[MATERIAL TO PROCESS Boundary: Start]

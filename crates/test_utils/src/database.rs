//! Throwaway PostgreSQL for adapter tests
//!
//! Each [`TestDatabase`] owns a container started from the official image
//! with the settlement schema loaded. Dropping it stops the container.
//! Docker must be available, so suites using it mark their tests `#[ignore]`.

use std::time::Duration;

use sqlx::postgres::PgPoolOptions;
use sqlx::PgPool;
use testcontainers::{runners::AsyncRunner, ContainerAsync, ImageExt};
use testcontainers_modules::postgres::Postgres;

const IMAGE_TAG: &str = "16-alpine";
const DB_USER: &str = "settlement";
const DB_PASSWORD: &str = "settlement";
const DB_NAME: &str = "settlement_test";

/// The settlement schema, as shipped in the workspace migrations
pub const SETTLEMENT_SCHEMA: &str = include_str!("../../../migrations/0001_settlement.sql");

/// Every table the schema creates, dependants first
pub const SETTLEMENT_TABLES: &[&str] = &[
    "audit_events",
    "batch_payments",
    "accruals",
    "adjustments",
    "payments",
    "invoices",
    "purchase_orders",
    "vendors",
    "vendor_ledgers",
    "accounting_periods",
    "journal_entries",
    "accounts",
];

pub type TestResult<T> = Result<T, Box<dyn std::error::Error + Send + Sync>>;

pub fn connection_url(host: &str, port: u16) -> String {
    format!("postgres://{DB_USER}:{DB_PASSWORD}@{host}:{port}/{DB_NAME}")
}

pub struct TestDatabase {
    _container: ContainerAsync<Postgres>,
    url: String,
    pool: PgPool,
}

impl TestDatabase {
    /// Starts a container and loads the schema into it
    pub async fn new() -> TestResult<Self> {
        let container = Postgres::default()
            .with_user(DB_USER)
            .with_password(DB_PASSWORD)
            .with_db_name(DB_NAME)
            .with_tag(IMAGE_TAG)
            .start()
            .await?;

        let host = container.get_host().await?.to_string();
        let port = container.get_host_port_ipv4(5432).await?;
        let url = connection_url(&host, port);

        let pool = PgPoolOptions::new()
            .max_connections(4)
            .acquire_timeout(Duration::from_secs(20))
            .connect(&url)
            .await?;
        sqlx::raw_sql(SETTLEMENT_SCHEMA).execute(&pool).await?;

        Ok(Self {
            _container: container,
            url,
            pool,
        })
    }

    pub fn url(&self) -> &str {
        &self.url
    }

    pub fn pool(&self) -> &PgPool {
        &self.pool
    }

    /// Empties every settlement table, keeping the schema
    pub async fn truncate_all(&self) -> TestResult<()> {
        let statement = format!("TRUNCATE TABLE {} CASCADE", SETTLEMENT_TABLES.join(", "));
        sqlx::query(&statement).execute(&self.pool).await?;
        Ok(())
    }

    /// Rows in one settlement table; other names are refused
    pub async fn row_count(&self, table: &str) -> TestResult<i64> {
        if !SETTLEMENT_TABLES.contains(&table) {
            return Err(format!("{} is not a settlement table", table).into());
        }
        let rows = sqlx::query_scalar(&format!("SELECT COUNT(*) FROM {}", table))
            .fetch_one(&self.pool)
            .await?;
        Ok(rows)
    }
}
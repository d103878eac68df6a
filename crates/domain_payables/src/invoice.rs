//! Vendor invoices
//!
//! Invoices arrive from the procurement intake. Settlement owns `paid_amount`
//! and the list of payments already applied to it; everything else about
//! the payable position is derived from those.

use chrono::{DateTime, NaiveDate, Utc};
use serde::{Deserialize, Serialize};

use core_kernel::{InvoiceId, Money, MoneyError, PaymentId, PurchaseOrderId, VendorId};

/// Payment position of an invoice, derived from `paid_amount`
#[derive(Debug, Clone, Copy, PartialEq, Eq, Serialize, Deserialize)]
pub enum InvoicePaymentStatus {
    Unpaid,
    PartiallyPaid,
    Paid,
}

/// A vendor invoice
///
/// # Invariants
///
/// - `net_payable = amount + tax_amount - withholding_amount`
/// - `outstanding = max(0, net_payable - paid_amount)`
/// - `version` increases by one on every stored write
/// - a payment id appears in `applied_payments` at most once, and only
///   together with its gross amount in `paid_amount`
#[derive(Debug, Clone, PartialEq, Serialize, Deserialize)]
pub struct Invoice {
    pub id: InvoiceId,
    pub invoice_number: String,
    pub vendor_id: VendorId,
    pub purchase_order_id: Option<PurchaseOrderId>,
    pub invoice_date: NaiveDate,
    pub due_date: NaiveDate,
    /// Pre-tax amount
    pub amount: Money,
    pub tax_amount: Money,
    pub withholding_amount: Money,
    pub paid_amount: Money,
    /// Payments whose gross amount is already in `paid_amount`
    #[serde(default)]
    pub applied_payments: Vec<PaymentId>,
    /// Optimistic concurrency token
    pub version: u64,
    pub created_at: DateTime<Utc>,
    pub updated_at: DateTime<Utc>,
}

impl Invoice {
    pub fn net_payable(&self) -> Result<Money, MoneyError> {
        self.amount
            .checked_add(&self.tax_amount)?
            .checked_sub(&self.withholding_amount)
    }

    /// What is still owed, never negative
    pub fn outstanding(&self) -> Result<Money, MoneyError> {
        Ok(self.net_payable()?.checked_sub(&self.paid_amount)?.floor_at_zero())
    }

    pub fn payment_status(&self) -> Result<InvoicePaymentStatus, MoneyError> {
        let outstanding = self.outstanding()?;
        Ok(if outstanding.is_zero() {
            InvoicePaymentStatus::Paid
        } else if self.paid_amount.is_positive() {
            InvoicePaymentStatus::PartiallyPaid
        } else {
            InvoicePaymentStatus::Unpaid
        })
    }

    pub fn is_paid(&self) -> Result<bool, MoneyError> {
        Ok(self.payment_status()? == InvoicePaymentStatus::Paid)
    }

    pub fn is_overdue(&self, today: NaiveDate) -> Result<bool, MoneyError> {
        Ok(today > self.due_date && !self.is_paid()?)
    }

    /// Increases `paid_amount` by a settlement or credit note
    pub fn record_settlement(&mut self, amount: Money) -> Result<(), MoneyError> {
        self.paid_amount = self.paid_amount.checked_add(&amount)?;
        self.updated_at = Utc::now();
        Ok(())
    }

    /// Applies a payment's gross amount once
    ///
    /// Returns false, changing nothing, when the payment was already applied.
    pub fn apply_payment(&mut self, payment_id: PaymentId, gross: Money) -> Result<bool, MoneyError> {
        if self.has_applied(payment_id) {
            return Ok(false);
        }
        self.record_settlement(gross)?;
        self.applied_payments.push(payment_id);
        Ok(true)
    }

    pub fn has_applied(&self, payment_id: PaymentId) -> bool {
        self.applied_payments.contains(&payment_id)
    }

    /// Decreases `paid_amount` for a debit note, floored at zero
    pub fn reverse_settlement(&mut self, amount: Money) -> Result<(), MoneyError> {
        self.paid_amount = self.paid_amount.checked_sub(&amount)?.floor_at_zero();
        self.updated_at = Utc::now();
        Ok(())
    }
}

/// Filter for listing invoices
#[derive(Debug, Clone, Default)]
pub struct InvoiceQuery {
    pub vendor_id: Option<VendorId>,
    /// Only invoices with something still outstanding
    pub unpaid_only: bool,
}

impl InvoiceQuery {
    pub fn for_vendor(vendor_id: VendorId) -> Self {
        Self {
            vendor_id: Some(vendor_id),
            unpaid_only: false,
        }
    }

    pub fn unpaid() -> Self {
        Self {
            vendor_id: None,
            unpaid_only: true,
        }
    }

    pub fn matches(&self, invoice: &Invoice) -> bool {
        self.vendor_id.map_or(true, |v| invoice.vendor_id == v)
            && (!self.unpaid_only || matches!(invoice.is_paid(), Ok(false)))
    }
}


#[cfg(test)]
mod proptests {
    use super::*;
    use core_kernel::Currency;
    use proptest::prelude::*;

    proptest! {
        #[test]
        fn outstanding_tracks_paid_amount(
            net_cents in 1i64..10_000_000,
            events in proptest::collection::vec((any::<bool>(), 1i64..5_000_000), 0..20),
        ) {
            let now = Utc::now();
            let zero = Money::zero(Currency::USD);
            let mut invoice = Invoice {
                id: InvoiceId::new(),
                invoice_number: "INV-P".into(),
                vendor_id: VendorId::new(),
                purchase_order_id: None,
                invoice_date: now.date_naive(),
                due_date: now.date_naive(),
                amount: Money::from_minor(net_cents, Currency::USD),
                tax_amount: zero,
                withholding_amount: zero,
                paid_amount: zero,
                applied_payments: Vec::new(),
                version: 0,
                created_at: now,
                updated_at: now,
            };

            for (settle, cents) in events {
                let amount = Money::from_minor(cents, Currency::USD);
                if settle {
                    let cap = invoice.outstanding().unwrap();
                    let capped = if amount > cap { cap } else { amount };
                    invoice.record_settlement(capped).unwrap();
                } else {
                    invoice.reverse_settlement(amount).unwrap();
                }

                let outstanding = invoice.outstanding().unwrap();
                prop_assert!(!outstanding.is_negative());
                prop_assert!(!invoice.paid_amount.is_negative());
                prop_assert_eq!(
                    outstanding,
                    invoice.net_payable().unwrap().checked_sub(&invoice.paid_amount).unwrap()
                );
            }
        }
    }
}
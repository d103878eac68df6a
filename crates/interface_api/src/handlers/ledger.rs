//! Ledger read handlers

use axum::{
    extract::{Path, Query, State},
    Json,
};

use core_kernel::VendorId;
use domain_ledger::{Account, JournalEntry, TrialBalance, VendorLedger};

use crate::dto::books::JournalListParams;
use crate::dto::parse_id;
use crate::{error::ApiError, AppState};

/// `GET /journal-entries?reference_type=&month=&year=`
pub async fn list_journal_entries(
    State(state): State<AppState>,
    Query(params): Query<JournalListParams>,
) -> Result<Json<Vec<JournalEntry>>, ApiError> {
    let query = params.into_query()?;
    Ok(Json(state.ctx.journal().list(&query).await?))
}

pub async fn list_accounts(State(state): State<AppState>) -> Result<Json<Vec<Account>>, ApiError> {
    Ok(Json(state.ctx.journal().accounts().await?))
}

pub async fn trial_balance(State(state): State<AppState>) -> Result<Json<TrialBalance>, ApiError> {
    Ok(Json(state.ctx.journal().trial_balance().await?))
}

pub async fn vendor_ledger(
    State(state): State<AppState>,
    Path(id): Path<String>,
) -> Result<Json<VendorLedger>, ApiError> {
    let id: VendorId = parse_id(&id, "vendor")?;
    Ok(Json(state.vendor_ledgers.ledger_for(id).await?))
}
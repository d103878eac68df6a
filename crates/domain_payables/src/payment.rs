//! Vendor payments
//!
//! A payment's lifecycle is the pair `(payment_status, approval_status)`:
//!
//! ```text
//!   create ──► Pending/Draft ──submit──┐
//!      │                               ▼
//!      ├──── settled < threshold ──► Pending/N/A ──(due)──► Success/N/A
//!      │
//!      └──── settled ≥ threshold ──► Pending/Submitted
//!                                      │approve          │reject
//!                                      ▼                 ▼
//!                               Pending/Approved    Failed/Rejected
//!                                      │(due)
//!                                      ▼
//!                               Success/Approved
//! ```

use std::fmt;

use chrono::{DateTime, NaiveDate, Utc};
use rust_decimal::Decimal;
use serde::{Deserialize, Serialize};

use core_kernel::{Actor, BatchId, InvoiceId, Money, MoneyError, PaymentId, TransactionId, VendorId};

#[derive(Debug, Clone, Copy, PartialEq, Eq, Serialize, Deserialize)]
pub enum PaymentMethod {
    BankTransfer,
    Wire,
    Ach,
    Check,
    Card,
}

#[derive(Debug, Clone, Copy, PartialEq, Eq, Hash, Serialize, Deserialize)]
pub enum PaymentStatus {
    Pending,
    Success,
    Failed,
    Refunded,
}

#[derive(Debug, Clone, Copy, PartialEq, Eq, Hash, Serialize, Deserialize)]
pub enum ApprovalStatus {
    /// Saved but not yet submitted to the approval gate
    Draft,
    /// Waiting for an explicit approve/reject
    Submitted,
    Approved,
    Rejected,
    /// Below the threshold; no approval needed
    #[serde(rename = "N/A")]
    NotRequired,
}

impl fmt::Display for ApprovalStatus {
    fn fmt(&self, f: &mut fmt::Formatter<'_>) -> fmt::Result {
        let s = match self {
            ApprovalStatus::Draft => "Draft",
            ApprovalStatus::Submitted => "Submitted",
            ApprovalStatus::Approved => "Approved",
            ApprovalStatus::Rejected => "Rejected",
            ApprovalStatus::NotRequired => "N/A",
        };
        f.write_str(s)
    }
}

/// An approve/reject verdict on a submitted payment
#[derive(Debug, Clone, Copy, PartialEq, Eq, Serialize, Deserialize)]
pub enum ApprovalDecision {
    Approve,
    Reject,
}

/// One step in a payment's approval trail
#[derive(Debug, Clone, PartialEq, Serialize, Deserialize)]
pub struct ApprovalRecord {
    pub status: ApprovalStatus,
    pub actor: Actor,
    pub comment: Option<String>,
    pub at: DateTime<Utc>,
}

/// A payment against one invoice
#[derive(Debug, Clone, PartialEq, Serialize, Deserialize)]
pub struct Payment {
    pub id: PaymentId,
    pub invoice_id: InvoiceId,
    pub vendor_id: VendorId,
    /// Cash actually paid, after any early-payment discount
    pub amount: Money,
    pub method: PaymentMethod,
    /// Generated reference quoted on the bank transfer; unique
    pub transaction_id: String,
    pub payment_status: PaymentStatus,
    pub approval_status: ApprovalStatus,
    /// Day the discount was quoted for; the settlement day once settled
    pub payment_date: NaiveDate,
    pub scheduled_date: Option<NaiveDate>,
    pub paid_at: Option<DateTime<Utc>>,
    pub discount_applied: Money,
    pub discount_percentage: Decimal,
    pub approval_history: Vec<ApprovalRecord>,
    pub retry_count: u32,
    pub failure_reason: Option<String>,
    pub batch_id: Option<BatchId>,
    pub notes: Option<String>,
    pub created_by: Actor,
    pub created_at: DateTime<Utc>,
    pub updated_at: DateTime<Utc>,
}

impl Payment {
    pub fn new(
        invoice_id: InvoiceId,
        vendor_id: VendorId,
        amount: Money,
        method: PaymentMethod,
        payment_date: NaiveDate,
        created_by: Actor,
    ) -> Self {
        let now = Utc::now();
        Self {
            id: PaymentId::new_v7(),
            invoice_id,
            vendor_id,
            amount,
            method,
            transaction_id: TransactionId::new_v7().to_string(),
            payment_status: PaymentStatus::Pending,
            approval_status: ApprovalStatus::NotRequired,
            payment_date,
            scheduled_date: None,
            paid_at: None,
            discount_applied: Money::zero(amount.currency()),
            discount_percentage: Decimal::ZERO,
            approval_history: Vec::new(),
            retry_count: 0,
            failure_reason: None,
            batch_id: None,
            notes: None,
            created_by,
            created_at: now,
            updated_at: now,
        }
    }

    /// Amount relieved from the invoice: cash plus discount
    pub fn gross_amount(&self) -> Result<Money, MoneyError> {
        self.amount.checked_add(&self.discount_applied)
    }

    pub fn has_discount(&self) -> bool {
        self.discount_applied.is_positive()
    }

    /// Deferred to a date after `today`
    pub fn is_scheduled_after(&self, today: NaiveDate) -> bool {
        self.scheduled_date.map_or(false, |d| d > today)
    }

    /// Pending, cleared for settlement, and its scheduled date (if any) has arrived
    pub fn is_due(&self, today: NaiveDate) -> bool {
        self.payment_status == PaymentStatus::Pending
            && matches!(self.approval_status, ApprovalStatus::Approved | ApprovalStatus::NotRequired)
            && !self.is_scheduled_after(today)
    }

    pub fn record_approval(&mut self, status: ApprovalStatus, actor: &Actor, comment: Option<String>) {
        let now = Utc::now();
        self.approval_status = status;
        self.approval_history.push(ApprovalRecord {
            status,
            actor: actor.clone(),
            comment,
            at: now,
        });
        self.updated_at = now;
    }

    pub fn mark_success(&mut self) {
        let now = Utc::now();
        self.payment_status = PaymentStatus::Success;
        self.paid_at = Some(now);
        self.failure_reason = None;
        self.updated_at = now;
    }

    pub fn mark_failed(&mut self, reason: impl Into<String>) {
        self.payment_status = PaymentStatus::Failed;
        self.failure_reason = Some(reason.into());
        self.updated_at = Utc::now();
    }
}

/// Filter for listing payments
#[derive(Debug, Clone, Default, Serialize, Deserialize)]
pub struct PaymentQuery {
    pub invoice_id: Option<InvoiceId>,
    pub vendor_id: Option<VendorId>,
    pub payment_status: Option<PaymentStatus>,
    pub approval_status: Option<ApprovalStatus>,
    pub batch_id: Option<BatchId>,
}

impl PaymentQuery {
    pub fn with_status(status: PaymentStatus) -> Self {
        Self {
            payment_status: Some(status),
            ..Default::default()
        }
    }

    pub fn for_vendor(vendor_id: VendorId) -> Self {
        Self {
            vendor_id: Some(vendor_id),
            ..Default::default()
        }
    }

    pub fn matches(&self, payment: &Payment) -> bool {
        self.invoice_id.map_or(true, |id| payment.invoice_id == id)
            && self.vendor_id.map_or(true, |id| payment.vendor_id == id)
            && self.payment_status.map_or(true, |s| payment.payment_status == s)
            && self.approval_status.map_or(true, |s| payment.approval_status == s)
            && self.batch_id.map_or(true, |id| payment.batch_id == Some(id))
    }
}

/// Input to `PaymentService::create_payment`
#[derive(Debug, Clone)]
pub struct CreatePaymentRequest {
    pub invoice_id: InvoiceId,
    /// Amount to relieve from the invoice, before any discount
    pub amount: Money,
    pub method: PaymentMethod,
    /// Intended payment date, today or later; defaults to today
    ///
    /// Only a preview: the discount is quoted again on the day the payment
    /// settles.
    pub payment_date: Option<NaiveDate>,
    pub scheduled_date: Option<NaiveDate>,
    /// Save without entering the approval gate
    pub draft: bool,
    pub notes: Option<String>,
}

impl CreatePaymentRequest {
    pub fn new(invoice_id: InvoiceId, amount: Money, method: PaymentMethod) -> Self {
        Self {
            invoice_id,
            amount,
            method,
            payment_date: None,
            scheduled_date: None,
            draft: false,
            notes: None,
        }
    }

    pub fn on(mut self, payment_date: NaiveDate) -> Self {
        self.payment_date = Some(payment_date);
        self
    }

    pub fn scheduled_for(mut self, date: NaiveDate) -> Self {
        self.scheduled_date = Some(date);
        self
    }

    pub fn as_draft(mut self) -> Self {
        self.draft = true;
        self
    }
}

/// Editable fields of a payment that has not settled
#[derive(Debug, Clone, Default)]
pub struct UpdatePaymentRequest {
    pub method: Option<PaymentMethod>,
    pub scheduled_date: Option<NaiveDate>,
    pub clear_schedule: bool,
    pub notes: Option<String>,
}
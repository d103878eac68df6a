//! Test Utilities Crate
//!
//! Shared test infrastructure for the settlement test suite.
//!
//! # Modules
//!
//! - `fixtures`: Pre-built test data for common entities
//! - `builders`: Builder patterns for vendors, orders, invoices and payments
//! - `database`: PostgreSQL test containers with the settlement schema applied
//! - `assertions`: Assertion helpers for money, journal entries and vendor ledgers
//! - `generators`: Property-based test data generators

pub mod assertions;
pub mod builders;
pub mod database;
pub mod fixtures;
pub mod generators;

pub use assertions::*;
pub use builders::*;
pub use database::*;
pub use fixtures::*;
pub use generators::*;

[MATERIAL TO PROCESS Boundary: End]

▶ _TASK PROMPT_
Nothing but the lines holding the word "PaymentQuery" should be returned from the listing above.

▶ _ANSWER SECTION_
pub struct PaymentQuery {
impl PaymentQuery {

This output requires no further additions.